Stored data entries:
***
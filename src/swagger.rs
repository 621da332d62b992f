use actix_web::web;
use utoipa::OpenApi;
use utoipa::{
    Modify,
    openapi::security::{Http, HttpAuthScheme, SecurityScheme},
};
use utoipa_swagger_ui::SwaggerUi;

use crate::entities::{BookingStatus, DiscountType, PaymentStatus};
use crate::handlers;
use crate::models::*;

struct SecurityAddon;

impl Modify for SecurityAddon {
    fn modify(&self, openapi: &mut utoipa::openapi::OpenApi) {
        if let Some(components) = openapi.components.as_mut() {
            components.add_security_scheme(
                "bearer_auth",
                SecurityScheme::Http(Http::new(HttpAuthScheme::Bearer)),
            )
        }
    }
}

#[derive(OpenApi)]
#[openapi(
    paths(
        handlers::health,
        handlers::rooms::list_rooms,
        handlers::rooms::get_room,
        handlers::rooms::get_availability,
        handlers::rooms::update_room,
        handlers::bookings::quote,
        handlers::bookings::create_booking,
        handlers::bookings::booking_status,
        handlers::bookings::list_bookings,
        handlers::bookings::get_booking,
        handlers::bookings::update_booking_status,
        handlers::bookings::resend_confirmation,
        handlers::upsells::list_upsells,
        handlers::upsells::create_upsell,
        handlers::upsells::update_upsell,
        handlers::upsells::delete_upsell,
        handlers::coupons::validate_coupon,
        handlers::coupons::list_coupons,
        handlers::coupons::create_coupon,
        handlers::coupons::update_coupon,
        handlers::coupons::delete_coupon,
        handlers::reviews::list_public_reviews,
        handlers::reviews::create_review,
        handlers::reviews::list_reviews,
        handlers::reviews::approve_review,
        handlers::reviews::delete_review,
        handlers::contact::submit_contact,
        handlers::contact::list_messages,
        handlers::contact::mark_read,
        handlers::settings::get_settings,
        handlers::settings::list_stay_reasons,
        handlers::settings::update_settings,
        handlers::calendar::export_ics,
        handlers::calendar::list_blocked_dates,
        handlers::calendar::block_date,
        handlers::calendar::block_range,
        handlers::calendar::unblock_date,
        handlers::calendar::list_custom_prices,
        handlers::calendar::set_custom_prices,
        handlers::calendar::delete_custom_price,
        handlers::webhook::stripe_webhook,
        handlers::admin::login,
        handlers::admin::logout,
        handlers::admin::dashboard,
    ),
    components(
        schemas(
            ApiError,
            BulkResult,
            RoomImage,
            RoomResponse,
            UpdateRoomRequest,
            AvailabilityResponse,
            QuoteRequest,
            QuoteResponse,
            PriceBreakdownResponse,
            CreateBookingRequest,
            CreateBookingResponse,
            BookingResponse,
            BookingStatusResponse,
            UpdateBookingStatusRequest,
            PaginatedBookingResponse,
            BookingStatus,
            PaymentStatus,
            UpsellResponse,
            CreateUpsellRequest,
            UpdateUpsellRequest,
            CouponResponse,
            CreateCouponRequest,
            UpdateCouponRequest,
            CouponValidationResponse,
            DiscountType,
            CreateReviewRequest,
            ReviewResponse,
            ContactRequest,
            ContactMessageResponse,
            SettingsResponse,
            UpdateSettingsRequest,
            StayReason,
            BlockDateRequest,
            BlockDateRangeRequest,
            BlockedDateResponse,
            CustomPriceRequest,
            CustomPriceResponse,
            LoginRequest,
            LoginResponse,
            BookingCounts,
            DashboardStats,
        )
    ),
    modifiers(&SecurityAddon),
    tags(
        (name = "rooms", description = "Rooms and availability"),
        (name = "bookings", description = "Quotes, bookings and checkout"),
        (name = "extras", description = "Upsells and coupons"),
        (name = "reviews", description = "Guest reviews"),
        (name = "contact", description = "Contact form"),
        (name = "settings", description = "Property settings"),
        (name = "calendar", description = "iCal export"),
        (name = "payments", description = "Payment provider callbacks"),
        (name = "admin", description = "Back office, bearer token required"),
        (name = "system", description = "Health"),
    ),
    info(
        title = "Desideri di Puglia API",
        version = "1.0.0",
        description = "Booking backend for the Desideri di Puglia B&B"
    ),
    servers(
        (url = "/api", description = "Local server")
    )
)]
pub struct ApiDoc;

pub fn swagger_config(cfg: &mut web::ServiceConfig) {
    cfg.service(
        SwaggerUi::new("/swagger-ui/{_:.*}").url("/api-docs/openapi.json", ApiDoc::openapi()),
    )
    .route(
        "/swagger-ui",
        web::get().to(|| async {
            actix_web::HttpResponse::Found()
                .append_header(("Location", "/swagger-ui/"))
                .finish()
        }),
    );
}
***
→ **What you will do**: Write the entries out again exactly.

→ **Finished exercise**:
filename src/swagger.rs
repository 621da332d62b992f
use actix_web::web;
use utoipa::OpenApi;
use utoipa::{
    Modify,
    openapi::security::{Http, HttpAuthScheme, SecurityScheme},
};
use utoipa_swagger_ui::SwaggerUi;

use crate::entities::{BookingStatus, DiscountType, PaymentStatus};
use crate::handlers;
use crate::models::*;

struct SecurityAddon;

impl Modify for SecurityAddon {
    fn modify(&self, openapi: &mut utoipa::openapi::OpenApi) {
        if let Some(components) = openapi.components.as_mut() {
            components.add_security_scheme(
                "bearer_auth",
                SecurityScheme::Http(Http::new(HttpAuthScheme::Bearer)),
            )
        }
    }
}

#[derive(OpenApi)]
#[openapi(
    paths(
        handlers::health,
        handlers::rooms::list_rooms,
        handlers::rooms::get_room,
        handlers::rooms::get_availability,
        handlers::rooms::update_room,
        handlers::bookings::quote,
        handlers::bookings::create_booking,
        handlers::bookings::booking_status,
        handlers::bookings::list_bookings,
        handlers::bookings::get_booking,
        handlers::bookings::update_booking_status,
        handlers::bookings::resend_confirmation,
        handlers::upsells::list_upsells,
        handlers::upsells::create_upsell,
        handlers::upsells::update_upsell,
        handlers::upsells::delete_upsell,
        handlers::coupons::validate_coupon,
        handlers::coupons::list_coupons,
        handlers::coupons::create_coupon,
        handlers::coupons::update_coupon,
        handlers::coupons::delete_coupon,
        handlers::reviews::list_public_reviews,
        handlers::reviews::create_review,
        handlers::reviews::list_reviews,
        handlers::reviews::approve_review,
        handlers::reviews::delete_review,
        handlers::contact::submit_contact,
        handlers::contact::list_messages,
        handlers::contact::mark_read,
        handlers::settings::get_settings,
        handlers::settings::list_stay_reasons,
        handlers::settings::update_settings,
        handlers::calendar::export_ics,
        handlers::calendar::list_blocked_dates,
        handlers::calendar::block_date,
        handlers::calendar::block_range,
        handlers::calendar::unblock_date,
        handlers::calendar::list_custom_prices,
        handlers::calendar::set_custom_prices,
        handlers::calendar::delete_custom_price,
        handlers::webhook::stripe_webhook,
        handlers::admin::login,
        handlers::admin::logout,
        handlers::admin::dashboard,
    ),
    components(
        schemas(
            ApiError,
            BulkResult,
            RoomImage,
            RoomResponse,
            UpdateRoomRequest,
            AvailabilityResponse,
            QuoteRequest,
            QuoteResponse,
            PriceBreakdownResponse,
            CreateBookingRequest,
            CreateBookingResponse,
            BookingResponse,
            BookingStatusResponse,
            UpdateBookingStatusRequest,
            PaginatedBookingResponse,
            BookingStatus,
            PaymentStatus,
            UpsellResponse,
            CreateUpsellRequest,
            UpdateUpsellRequest,
            CouponResponse,
            CreateCouponRequest,
            UpdateCouponRequest,
            CouponValidationResponse,
            DiscountType,
            CreateReviewRequest,
            ReviewResponse,
            ContactRequest,
            ContactMessageResponse,
            SettingsResponse,
            UpdateSettingsRequest,
            StayReason,
            BlockDateRequest,
            BlockDateRangeRequest,
            BlockedDateResponse,
            CustomPriceRequest,
            CustomPriceResponse,
            LoginRequest,
            LoginResponse,
            BookingCounts,
            DashboardStats,
        )
    ),
    modifiers(&SecurityAddon),
    tags(
        (name = "rooms", description = "Rooms and availability"),
        (name = "bookings", description = "Quotes, bookings and checkout"),
        (name = "extras", description = "Upsells and coupons"),
        (name = "reviews", description = "Guest reviews"),
        (name = "contact", description = "Contact form"),
        (name = "settings", description = "Property settings"),
        (name = "calendar", description = "iCal export"),
        (name = "payments", description = "Payment provider callbacks"),
        (name = "admin", description = "Back office, bearer token required"),
        (name = "system", description = "Health"),
    ),
    info(
        title = "Desideri di Puglia API",
        version = "1.0.0",
        description = "Booking backend for the Desideri di Puglia B&B"
    ),
    servers(
        (url = "/api", description = "Local server")
    )
)]
pub struct ApiDoc;

pub fn swagger_config(cfg: &mut web::ServiceConfig) {
    cfg.service(
        SwaggerUi::new("/swagger-ui/{_:.*}").url("/api-docs/openapi.json", ApiDoc::openapi()),
    )
    .route(
        "/swagger-ui",
        web::get().to(|| async {
            actix_web::HttpResponse::Found()
                .append_header(("Location", "/swagger-ui/"))
                .finish()
        }),
    );
}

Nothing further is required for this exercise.